After their arrival in Vilnius, Bernardine monks built a wooden church in the second half of the 15th century, and at the end of the same century - a brick one. In the early 16th century it was reconstructed, apparently with the participation of a master from Gdansk (Danzig) Michael Enkinger. In the beginning of the 16th century the church was incorporated into the construction of Vilnius defensive wall, so there are shooting openings in its walls. Afterwards it was renewed many times, particularly after the 1655-61 war with Moscow, when the Cossacks ravaged the church killing the monks and citizens who had taken shelter there. In the times of the Soviet occupation it was closed down and handed over to the Art institute. In 1994, the brethren of St. Francis returned to the church. According to the legend, the Bernardine monks used to tell such good sermons that crowds would come to listen. That is why the church is so large.

==Architecture==

Church and Monastery are some of the largest sacral buildings in Vilnius, although in the 17th and 18th centuries they acquired the Renaissance and Baroque features. Being much larger and more archaic than the St. Anne's Church, it forms and interesting and unique ensemble with the latter. Gothic pointed-arch windows and buttresses stand out on the façade. Above them rises a pediment with twin octagonal towers on the sides and a fresco depicting the Crucifix in the middle niche. A Gothic presbytery is the oldest part of the church. Eight high pillars divide the church interior into 3 naves. There are many valuable 16th-century wall paintings in Bernardine church and the oldest known artistic Lithuanian crucifix sculpture from the 15th century. The walls of the naves are decorated with Gothic polychrome frescoes, partly uncovered in 1981 - dynamic, colourful figural compositions on biblical and hagiographic themes, with occasional inscriptions in Gothic characters, floral ornaments, heraldic insignia etc. These mural paintings date from the early 16th century and are considered unique in the world: their composition and type of presentation of the subject matter belongs to Renaissance, and the stylistics - to the Gothic style.

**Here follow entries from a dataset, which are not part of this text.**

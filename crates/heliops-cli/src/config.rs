//! Configuration management for the HeliOps CLI
//!
//! Layered as defaults, then an optional TOML file, then environment
//! variables (with `.env` loaded first by `main`).

use crate::error::{CliError, Result};
use crate::storage::StorageConfig;
use serde::{Deserialize, Serialize};
use std::path::{Path, PathBuf};

// ============================================================================
// CLI Configuration Constants
// ============================================================================

/// Default API base URL when none is configured.
pub const DEFAULT_API_URL: &str = "http://localhost:3000/api";

/// Default request timeout in seconds.
pub const DEFAULT_TIMEOUT_SECS: u64 = 30;

/// File name of the TOML config inside the config directory.
pub const CONFIG_FILE_NAME: &str = "config.toml";

/// CLI configuration
#[derive(Debug, Clone, PartialEq, Eq, Serialize, Deserialize)]
pub struct Config {
    /// REST API base URL
    #[serde(default = "default_api_url")]
    pub api_url: String,

    #[serde(default = "default_timeout")]
    pub timeout_secs: u64,

    /// Where the session (token, user, theme) is persisted
    #[serde(default)]
    pub session_file: Option<PathBuf>,

    /// Object storage; uploads are unavailable without it
    #[serde(default)]
    pub storage: Option<StorageConfig>,
}

fn default_api_url() -> String {
    DEFAULT_API_URL.to_string()
}

fn default_timeout() -> u64 {
    DEFAULT_TIMEOUT_SECS
}

impl Default for Config {
    fn default() -> Self {
        Self {
            api_url: default_api_url(),
            timeout_secs: DEFAULT_TIMEOUT_SECS,
            session_file: None,
            storage: None,
        }
    }
}

impl Config {
    /// Load from the default file location and the process environment
    pub fn load() -> Result<Self> {
        let file = std::env::var("HELIOPS_CONFIG")
            .map(PathBuf::from)
            .ok()
            .or_else(|| config_dir().map(|d| d.join(CONFIG_FILE_NAME)));

        Self::from_sources(file.as_deref(), |key| std::env::var(key).ok())
    }

    /// Load from an optional TOML file, then apply `lookup` overrides.
    ///
    /// A missing file is not an error; a malformed one is.
    pub fn from_sources(
        file: Option<&Path>,
        lookup: impl Fn(&str) -> Option<String>,
    ) -> Result<Self> {
        let mut config = match file {
            Some(path) if path.exists() => {
                let raw = std::fs::read_to_string(path)?;
                toml::from_str(&raw)?
            },
            _ => Config::default(),
        };

        if let Some(url) = lookup("HELIOPS_API_URL") {
            config.api_url = url;
        }

        if let Some(timeout) = lookup("HELIOPS_API_TIMEOUT_SECS") {
            config.timeout_secs = timeout.parse().map_err(|_| {
                CliError::config(format!("HELIOPS_API_TIMEOUT_SECS must be a number, got '{}'", timeout))
            })?;
        }

        if let Some(path) = lookup("HELIOPS_SESSION_FILE") {
            config.session_file = Some(PathBuf::from(path));
        }

        if let Some(storage) = StorageConfig::from_lookup(&lookup) {
            config.storage = Some(storage);
        }

        config.api_url = config.api_url.trim_end_matches('/').to_string();
        Ok(config)
    }

    /// Session file location, falling back to the user's config directory
    pub fn session_path(&self) -> Result<PathBuf> {
        if let Some(path) = &self.session_file {
            return Ok(path.clone());
        }

        config_dir()
            .map(|d| d.join("session.json"))
            .ok_or_else(|| CliError::config("Could not determine config directory"))
    }

    /// Copy safe to print: storage credentials masked
    pub fn redacted(&self) -> Self {
        Self {
            storage: self.storage.as_ref().map(StorageConfig::redacted),
            ..self.clone()
        }
    }
}

/// `~/.config/heliops` on Linux, platform equivalent elsewhere
pub fn config_dir() -> Option<PathBuf> {
    dirs::config_dir().map(|d| d.join("heliops"))
}

#[cfg(test)]
#[allow(clippy::unwrap_used, clippy::expect_used)]
mod tests {
    use super::*;
    use std::collections::HashMap;

    fn lookup(pairs: &[(&str, &str)]) -> impl Fn(&str) -> Option<String> {
        let env: HashMap<String, String> = pairs
            .iter()
            .map(|(k, v)| (k.to_string(), v.to_string()))
            .collect();
        move |key| env.get(key).cloned()
    }

    #[test]
    fn test_defaults() {
        let config = Config::from_sources(None, |_| None).unwrap();
        assert_eq!(config.api_url, DEFAULT_API_URL);
        assert_eq!(config.timeout_secs, DEFAULT_TIMEOUT_SECS);
        assert!(config.storage.is_none());
    }

    #[test]
    fn test_file_then_env() {
        let dir = tempfile::tempdir().unwrap();
        let path = dir.path().join(CONFIG_FILE_NAME);
        std::fs::write(
            &path,
            r#"
api_url = "https://ops.heliops.example/api/"
timeout_secs = 10

[storage]
bucket = "fleet-docs"
endpoint = "http://localhost:9000"
path_style = true
"#,
        )
        .unwrap();

        let config = Config::from_sources(
            Some(&path),
            lookup(&[("HELIOPS_API_TIMEOUT_SECS", "45")]),
        )
        .unwrap();

        assert_eq!(config.api_url, "https://ops.heliops.example/api");
        assert_eq!(config.timeout_secs, 45);
        let storage = config.storage.unwrap();
        assert_eq!(storage.bucket, "fleet-docs");
        assert_eq!(storage.region, "us-east-1");
    }

    #[test]
    fn test_env_overrides_storage() {
        let config = Config::from_sources(
            None,
            lookup(&[
                ("HELIOPS_API_URL", "http://127.0.0.1:8080"),
                ("HELIOPS_STORAGE_BUCKET", "env-bucket"),
                ("HELIOPS_STORAGE_SECRET_KEY", "s3cr3t"),
            ]),
        )
        .unwrap();

        assert_eq!(config.api_url, "http://127.0.0.1:8080");
        assert_eq!(config.storage.as_ref().unwrap().bucket, "env-bucket");
        assert_eq!(config.redacted().storage.unwrap().secret_key, "****");
    }

    #[test]
    fn test_bad_timeout() {
        let err = Config::from_sources(None, lookup(&[("HELIOPS_API_TIMEOUT_SECS", "soon")]));
        assert!(matches!(err, Err(CliError::Config(_))));
    }

    #[test]
    fn test_malformed_file() {
        let dir = tempfile::tempdir().unwrap();
        let path = dir.path().join(CONFIG_FILE_NAME);
        std::fs::write(&path, "api_url = [").unwrap();

        assert!(matches!(
            Config::from_sources(Some(&path), |_| None),
            Err(CliError::TomlParse(_))
        ));
    }

    #[test]
    fn test_explicit_session_path() {
        let config = Config::from_sources(None, lookup(&[("HELIOPS_SESSION_FILE", "/tmp/s.json")]))
            .unwrap();
        assert_eq!(config.session_path().unwrap(), PathBuf::from("/tmp/s.json"));
    }
}
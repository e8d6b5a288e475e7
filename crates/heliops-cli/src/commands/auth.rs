//! `heliops login|logout|whoami` command implementations

use crate::context::AppContext;
use crate::error::Result;
use colored::Colorize;
use tracing::info;

/// Exchange credentials for a token and store the session.
///
/// The password is prompted for when not supplied.
pub async fn login(ctx: &mut AppContext, email: &str, password: Option<String>) -> Result<()> {
    let password = match password {
        Some(p) => p,
        None => inquire::Password::new("Password:")
            .without_confirmation()
            .prompt()?,
    };

    let response = ctx.api.login(email, &password).await?;
    ctx.sign_in(&response.token, &response.user)?;

    info!(user_id = %response.user.id, "Logged in");
    println!(
        "{} Logged in as {} ({})",
        "✓".green(),
        response.user.name.cyan(),
        response.user.role
    );
    Ok(())
}

pub async fn logout(ctx: &mut AppContext) -> Result<()> {
    if !ctx.session.is_logged_in() {
        println!("Not logged in.");
        return Ok(());
    }

    ctx.sign_out()?;
    println!("{} Logged out", "✓".green());
    Ok(())
}

pub async fn whoami(ctx: &AppContext) -> Result<()> {
    ctx.require_login()?;

    match ctx.session.current_user() {
        Some(user) => {
            println!("{:<10} {}", "Name:", user.name.cyan());
            println!("{:<10} {}", "Email:", user.email);
            println!("{:<10} {}", "Role:", user.role);
            if let Some(license) = &user.license_number {
                println!("{:<10} {}", "License:", license);
            }
        },
        None => println!("Logged in, but the stored user record is unavailable."),
    }

    println!("{:<10} {}", "API:", ctx.api.base_url());
    Ok(())
}
//! Entity records exchanged with the backend as camelCase JSON

pub mod certification;
pub mod client;
pub mod flight;
pub mod helicopter;
pub mod library;
pub mod user;

pub use certification::{
    expiry_status, ExpiryStatus, MedicalCertificate, PilotRecord, PracticalTraining,
    Qualification, TrainingCourse,
};
pub use client::{Client, ClientType, Location};
pub use flight::{format_flight_hours, BillingStatus, Flight, FlightStatus};
pub use helicopter::{Helicopter, HelicopterStatus, HourlyRates};
pub use library::{GroundSupport, LibraryDocument};
pub use user::{User, UserRole};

The Bernardine monastery north of the church, built simultaneously with the church, was renovated and reconstructed several times. Since its founding, a novitiate and a seminary operated at the monastery, a rich library had been accumulated, and a scriptorium operated. There artists, craftsmen and organists among the monks. The monastery was closed in 1864, and the building housed soldiers' barracks. In 1919 it was given to the art faculty of the university, later - to the Art Institute (now the Art Academy).